The Supreme Court discounted the market value approach utilized by the appellants’ expert, concluding that the comparable sales the expert employed were not reliable. Rather, utilizing data derived from the income capitalization approach employed by both experts in the case, the court calculated an assessment for the tax years in question and granted a real property tax reduction with respect to each of those years.

The Supreme Court properly disregarded the market data approach utilized by the appellants’ expert, based on the unreliability of the expert’s comparable sales (see, Matter of Penthouse Mfg. Co. v Assessor of Vil. of Freeport, 102 AD2d 870, 870-871). First, most of the comparable sales utilized by the appellants’ expert had substantially more office space than the subject property, and yet the expert made no adjustment to account for this disparity (see, Matter of Wantagh Racquet Sports v Board of Assessors, 133 AD2d 766, 767). Additionally, most of the comparable sales the appellants’ expert employed involved so-called "user sales”, that is, sales to businesses that were already occupying and using the property they purchased. The petitioner’s expert testified that a business is under some compulsion to buy real property that is currently being utilized in the business. The petitioner’s expert further testified that, absent an appropriate adjustment, user sales have limited probative worth as comparables.

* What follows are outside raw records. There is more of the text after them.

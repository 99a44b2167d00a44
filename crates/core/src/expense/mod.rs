//! Expense records and period aggregation.

pub mod aggregate;
pub mod types;

pub use aggregate::ExpenseAggregate;
pub use types::Expense;
//! In-memory store double for tests and examples.

use spendtrack_shared::types::UserId;

use super::{DateRange, ExpenseStore, ScheduleStore, StoreError};
use crate::expense::Expense;
use crate::schedule::Schedule;

/// A store backed by vectors. Every user sees the same data.
#[derive(Debug, Clone, Default)]
pub struct InMemoryStore {
    schedules: Vec<Schedule>,
    expenses: Vec<Expense>,
}

impl InMemoryStore {
    /// Creates a store preloaded with schedules and expenses.
    #[must_use]
    pub fn new(schedules: Vec<Schedule>, expenses: Vec<Expense>) -> Self {
        Self {
            schedules,
            expenses,
        }
    }
}

impl ScheduleStore for InMemoryStore {
    fn list_schedules(&self, _user: UserId) -> Result<Vec<Schedule>, StoreError> {
        Ok(self.schedules.clone())
    }
}

impl ExpenseStore for InMemoryStore {
    fn list_expenses(&self, range: Option<DateRange>) -> Result<Vec<Expense>, StoreError> {
        let expenses = match range {
            Some(range) => self
                .expenses
                .iter()
                .filter(|e| e.date.is_some_and(|d| range.contains(d)))
                .cloned()
                .collect(),
            None => self.expenses.clone(),
        };
        Ok(expenses)
    }
}
//! Common types used across the application.

pub mod id;
pub mod money;

pub use id::*;
pub use money::{round_display, DISPLAY_DP};
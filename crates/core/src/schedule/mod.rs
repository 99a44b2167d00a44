//! Budget schedule types and category limits.

pub mod error;
pub mod types;

pub use error::ScheduleError;
pub use types::{CategoryBudget, Schedule, ScheduleType};
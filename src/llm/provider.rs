//! LLM provider trait and types.

use async_trait::async_trait;
use serde::{Deserialize, Serialize};

use crate::error::LlmError;

/// Role in a conversation.
#[derive(Debug, Clone, Copy, PartialEq, Eq, Serialize, Deserialize)]
#[serde(rename_all = "lowercase")]
pub enum Role {
    System,
    User,
    Assistant,
    Tool,
}

/// A message in a conversation.
#[derive(Debug, Clone, Serialize, Deserialize)]
pub struct ChatMessage {
    pub role: Role,
    pub content: String,
    /// Tool calls requested by the assistant in this message.
    #[serde(default, skip_serializing_if = "Vec::is_empty")]
    pub tool_calls: Vec<ToolCall>,
    /// Tool call ID if this is a tool result message.
    #[serde(skip_serializing_if = "Option::is_none")]
    pub tool_call_id: Option<String>,
    /// Name of the tool for tool results.
    #[serde(skip_serializing_if = "Option::is_none")]
    pub name: Option<String>,
}

impl ChatMessage {
    fn with_role(role: Role, content: impl Into<String>) -> Self {
        Self {
            role,
            content: content.into(),
            tool_calls: Vec::new(),
            tool_call_id: None,
            name: None,
        }
    }

    /// Create a system message.
    pub fn system(content: impl Into<String>) -> Self {
        Self::with_role(Role::System, content)
    }

    /// Create a user message.
    pub fn user(content: impl Into<String>) -> Self {
        Self::with_role(Role::User, content)
    }

    /// Create an assistant message that requests tool calls.
    pub fn assistant_with_tool_calls(content: impl Into<String>, tool_calls: Vec<ToolCall>) -> Self {
        Self {
            tool_calls,
            ..Self::with_role(Role::Assistant, content)
        }
    }

    /// Create a tool result message. `content` is the JSON-encoded result.
    pub fn tool_result(
        tool_call_id: impl Into<String>,
        name: impl Into<String>,
        content: impl Into<String>,
    ) -> Self {
        Self {
            tool_call_id: Some(tool_call_id.into()),
            name: Some(name.into()),
            ..Self::with_role(Role::Tool, content)
        }
    }
}

/// Why the completion finished.
#[derive(Debug, Clone, Copy, PartialEq, Eq)]
pub enum FinishReason {
    Stop,
    Length,
    ToolUse,
    ContentFilter,
    Unknown,
}

/// Definition of a tool for the LLM.
#[derive(Debug, Clone, Serialize, Deserialize)]
pub struct ToolDefinition {
    pub name: String,
    pub description: String,
    pub parameters: serde_json::Value,
}

/// A tool call requested by the LLM.
#[derive(Debug, Clone, PartialEq, Serialize, Deserialize)]
pub struct ToolCall {
    pub id: String,
    pub name: String,
    pub arguments: serde_json::Value,
}

/// Result of a tool execution to send back to the LLM.
#[derive(Debug, Clone)]
pub struct ToolResult {
    pub tool_call_id: String,
    pub name: String,
    pub content: serde_json::Value,
}

impl ToolResult {
    pub fn for_call(call: &ToolCall, content: serde_json::Value) -> Self {
        Self {
            tool_call_id: call.id.clone(),
            name: call.name.clone(),
            content,
        }
    }
}

impl From<ToolResult> for ChatMessage {
    fn from(result: ToolResult) -> Self {
        ChatMessage::tool_result(result.tool_call_id, result.name, result.content.to_string())
    }
}

/// Request for a completion with tool use.
#[derive(Debug, Clone)]
pub struct ToolCompletionRequest {
    pub messages: Vec<ChatMessage>,
    pub tools: Vec<ToolDefinition>,
}

impl ToolCompletionRequest {
    /// Create a new tool completion request.
    pub fn new(messages: Vec<ChatMessage>, tools: Vec<ToolDefinition>) -> Self {
        Self { messages, tools }
    }
}

/// Response from a completion with potential tool calls.
#[derive(Debug, Clone)]
pub struct ToolCompletionResponse {
    /// Text content (may be empty if tool calls are present).
    pub content: Option<String>,
    /// Tool calls requested by the model.
    pub tool_calls: Vec<ToolCall>,
    pub input_tokens: u32,
    pub output_tokens: u32,
    pub finish_reason: FinishReason,
}

/// Trait for LLM providers.
#[async_trait]
pub trait LlmProvider: Send + Sync {
    /// Short provider identifier used in logs (e.g. "gemini").
    fn name(&self) -> &str;

    /// Get the model name.
    fn model_name(&self) -> &str;

    /// Complete with tool use support.
    async fn complete_with_tools(
        &self,
        request: ToolCompletionRequest,
    ) -> Result<ToolCompletionResponse, LlmError>;
}

#[cfg(test)]
mod tests {
    use serde_json::json;

    use super::*;

    #[test]
    fn tool_result_becomes_tool_message() {
        let call = ToolCall {
            id: "call_0".into(),
            name: "listSecrets".into(),
            arguments: json!({}),
        };
        let msg: ChatMessage = ToolResult::for_call(&call, json!({"items": []})).into();
        assert_eq!(msg.role, Role::Tool);
        assert_eq!(msg.name.as_deref(), Some("listSecrets"));
        assert_eq!(msg.tool_call_id.as_deref(), Some("call_0"));
        assert_eq!(msg.content, r#"{"items":[]}"#);
    }
}
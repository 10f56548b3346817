//! vault-chat: ask questions about Akeyless secrets in plain language.
//!
//! Gemini function calling drives a small set of read-only vault tools.
//! The same agent is available from a terminal REPL and a browser dashboard.

pub mod agent;
pub mod channels;
pub mod cli;
pub mod config;
pub mod error;
pub mod llm;
pub mod observability;
pub mod tools;
pub mod vault;
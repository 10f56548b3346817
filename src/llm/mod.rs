//! LLM integration.
//!
//! Uses Google Gemini function calling as the hosted model.

mod gemini;
mod provider;
pub mod session;

pub use gemini::GeminiProvider;
pub use provider::{
    ChatMessage, FinishReason, LlmProvider, Role, ToolCall, ToolCompletionRequest,
    ToolCompletionResponse, ToolDefinition, ToolResult,
};
pub use session::{ConversationSession, Turn};

use std::sync::Arc;

use crate::config::GeminiConfig;

/// Create the LLM provider from configuration.
pub fn create_llm_provider(config: &GeminiConfig) -> Arc<dyn LlmProvider> {
    Arc::new(GeminiProvider::new(config.clone()))
}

The element of compulsion inherent in such sales requires an adjustment before such sales can be considered reflective of fair market value. The testimony of the petitioner’s expert was persuasive, and the failure of the appellants’ expert to adjust his comparables to take into account their value to the specific user limited their reliability in determining the fair market value of the subject property (see, Real Property Tax Law § 305; see, Matter of Marine Midland Props. Corp. v Srogi, 60 NY2d 885, 887; Matter of Merrick Holding Corp. v Board of Assessors, 45 NY2d 538, 541-542). Since the market data of the appellants’ expert was seriously flawed, the correlation of that data with the income capitalization values was also seriously flawed (cf., G.R.F., Inc. v Board of Assessors, 41 NY2d 512, 514-515).

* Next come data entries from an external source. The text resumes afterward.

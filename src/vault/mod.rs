//! Akeyless vault gateway.
//!
//! A stateless HTTP client over the vault's REST surface. Every operation
//! authenticates first (no token reuse) and returns a [`VaultError`] on any
//! failure; [`tagged`] turns an outcome into the JSON shape handed to the
//! model and the dashboard.

mod client;
mod path;
mod types;

pub use client::VaultClient;
pub use path::{clean_secret_name, normalize_list_path};
pub use types::{ItemType, SecretCountSummary, SecretItem, SecretValue};

use serde::Serialize;
use serde_json::{Value, json};

use crate::error::VaultError;

/// Render a gateway outcome as JSON. Failures become `{"error": ...}`,
/// with `detail` carrying the vault's response body when there was one.
pub fn tagged<T: Serialize>(result: Result<T, VaultError>) -> Value {
    match result {
        Ok(value) => serde_json::to_value(value)
            .unwrap_or_else(|e| json!({ "error": format!("failed to encode result: {e}") })),
        Err(err) => error_value(&err),
    }
}

/// The `{"error": ...}` value for a failure.
pub fn error_value(err: &VaultError) -> Value {
    match err.detail() {
        Some(detail) => json!({ "error": err.to_string(), "detail": detail }),
        None => json!({ "error": err.to_string() }),
    }
}

#[cfg(test)]
mod tests {
    use super::*;

    #[test]
    fn tagged_error_carries_detail() {
        let err = VaultError::RequestFailed {
            endpoint: "/get-secret-value".into(),
            status: 404,
            detail: Some("item not found".into()),
        };
        let value = tagged::<Value>(Err(err));
        assert_eq!(value["error"], "/get-secret-value returned HTTP 404");
        assert_eq!(value["detail"], "item not found");
    }

    #[test]
    fn tagged_ok_passes_through() {
        let value = tagged::<Value>(Ok(json!({"items": []})));
        assert_eq!(value, json!({"items": []}));
    }
}
//! Request and response types for the dashboard API.

use chrono::{DateTime, Utc};
use serde::{Deserialize, Serialize};
use uuid::Uuid;

// --- Health ---

#[derive(Debug, Serialize)]
pub struct HealthResponse {
    pub status: &'static str,
    pub channel: &'static str,
}

// --- Sessions ---

#[derive(Debug, Serialize, Deserialize)]
pub struct SessionCreatedResponse {
    pub session_id: Uuid,
}

// --- Chat ---

#[derive(Debug, Deserialize)]
pub struct ChatRequest {
    pub content: String,
}

#[derive(Debug, Serialize, Deserialize)]
pub struct ChatResponse {
    pub response: String,
}

/// Who wrote a history entry.
#[derive(Debug, Clone, Copy, PartialEq, Eq, Serialize, Deserialize)]
#[serde(rename_all = "lowercase")]
pub enum ChatRole {
    User,
    Agent,
}

/// One line of the dashboard chat transcript.
#[derive(Debug, Clone, Serialize, Deserialize)]
pub struct ChatEntry {
    pub role: ChatRole,
    pub content: String,
    pub timestamp: DateTime<Utc>,
}

impl ChatEntry {
    pub fn new(role: ChatRole, content: impl Into<String>) -> Self {
        Self {
            role,
            content: content.into(),
            timestamp: Utc::now(),
        }
    }
}

#[derive(Debug, Serialize, Deserialize)]
pub struct HistoryResponse {
    pub messages: Vec<ChatEntry>,
}

// --- Secret browser ---

fn default_path() -> String {
    "/".to_string()
}

#[derive(Debug, Deserialize)]
pub struct ListSecretsQuery {
    #[serde(default = "default_path")]
    pub path: String,
    /// Type filter as shown in the browser; absent, empty or `all` means none.
    #[serde(default, rename = "type")]
    pub item_type: Option<String>,
}

impl ListSecretsQuery {
    pub fn type_filter(&self) -> Option<&str> {
        self.item_type
            .as_deref()
            .map(str::trim)
            .filter(|t| !t.is_empty() && !t.eq_ignore_ascii_case("all"))
    }
}

#[derive(Debug, Deserialize)]
pub struct SecretValueQuery {
    pub name: String,
    pub item_type: String,
}

#[derive(Debug, Deserialize)]
pub struct StatsQuery {
    #[serde(default = "default_path")]
    pub path: String,
}

#[cfg(test)]
mod tests {
    use super::*;

    fn list_query(item_type: Option<&str>) -> ListSecretsQuery {
        ListSecretsQuery {
            path: "/".into(),
            item_type: item_type.map(String::from),
        }
    }

    #[test]
    fn type_filter_ignores_all_and_blank() {
        assert_eq!(list_query(None).type_filter(), None);
        assert_eq!(list_query(Some("All")).type_filter(), None);
        assert_eq!(list_query(Some("  ")).type_filter(), None);
        assert_eq!(list_query(Some("static")).type_filter(), Some("static"));
    }

    #[test]
    fn chat_entry_serializes_lowercase_role() {
        let entry = ChatEntry::new(ChatRole::Agent, "hi");
        let json = serde_json::to_value(&entry).unwrap();
        assert_eq!(json["role"], "agent");
        assert_eq!(json["content"], "hi");
        assert!(json["timestamp"].is_string());
    }

    #[test]
    fn list_query_defaults_to_root() {
        let q: ListSecretsQuery = serde_json::from_str("{}").unwrap();
        assert_eq!(q.path, "/");
        assert!(q.item_type.is_none());
    }
}
//! Command-line interface.
//!
//! - `vault-chat` / `vault-chat chat`: terminal REPL
//! - `vault-chat -m "..."`: answer one message and exit
//! - `vault-chat serve`: browser dashboard

use clap::{Parser, Subcommand};

#[derive(Parser, Debug)]
#[command(name = "vault-chat")]
#[command(about = "Ask questions about your Akeyless secrets, answered by Gemini")]
#[command(version)]
pub struct Cli {
    #[command(subcommand)]
    pub command: Option<Command>,

    /// Single message mode - send one message and exit
    #[arg(short, long, global = true)]
    pub message: Option<String>,
}

#[derive(Subcommand, Debug, Clone, PartialEq, Eq)]
pub enum Command {
    /// Chat in the terminal (default if no subcommand given)
    Chat,

    /// Serve the browser dashboard
    Serve {
        /// Address to bind (overrides DASHBOARD_HOST)
        #[arg(long)]
        host: Option<String>,

        /// Port to bind (overrides DASHBOARD_PORT)
        #[arg(long)]
        port: Option<u16>,
    },
}

impl Cli {
    /// Whether to run the terminal REPL (default behavior or explicit `chat`).
    pub fn should_run_repl(&self) -> bool {
        self.message.is_some() || matches!(self.command, None | Some(Command::Chat))
    }
}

This conclusion, however, should not be read as establishing that the income capitalization approach is per se appropriate for valuing industrial property in Nassau County. Rather, given the unreliability of the market value data before it, the Supreme Court in the instant case properly relied on an income capitalization approach (see, Matter of Penthouse Mfg. Co. v Assessor of Vil. of Freeport, supra; see also, Matter of Adcor Realty Corp. v Srogi, 54 AD2d 1096).

The appellants’ remaining contentions are without merit (see, Matter of Dollar Dry Dock Sav. Bank v Board of Assessors, 166 AD2d 648; Matter of Gilpin Assocs. v Board of Assessment Review, 121 AD2d 719, 720). Mangano, P. J., Sullivan, Balletta and O’Brien, JJ., concur.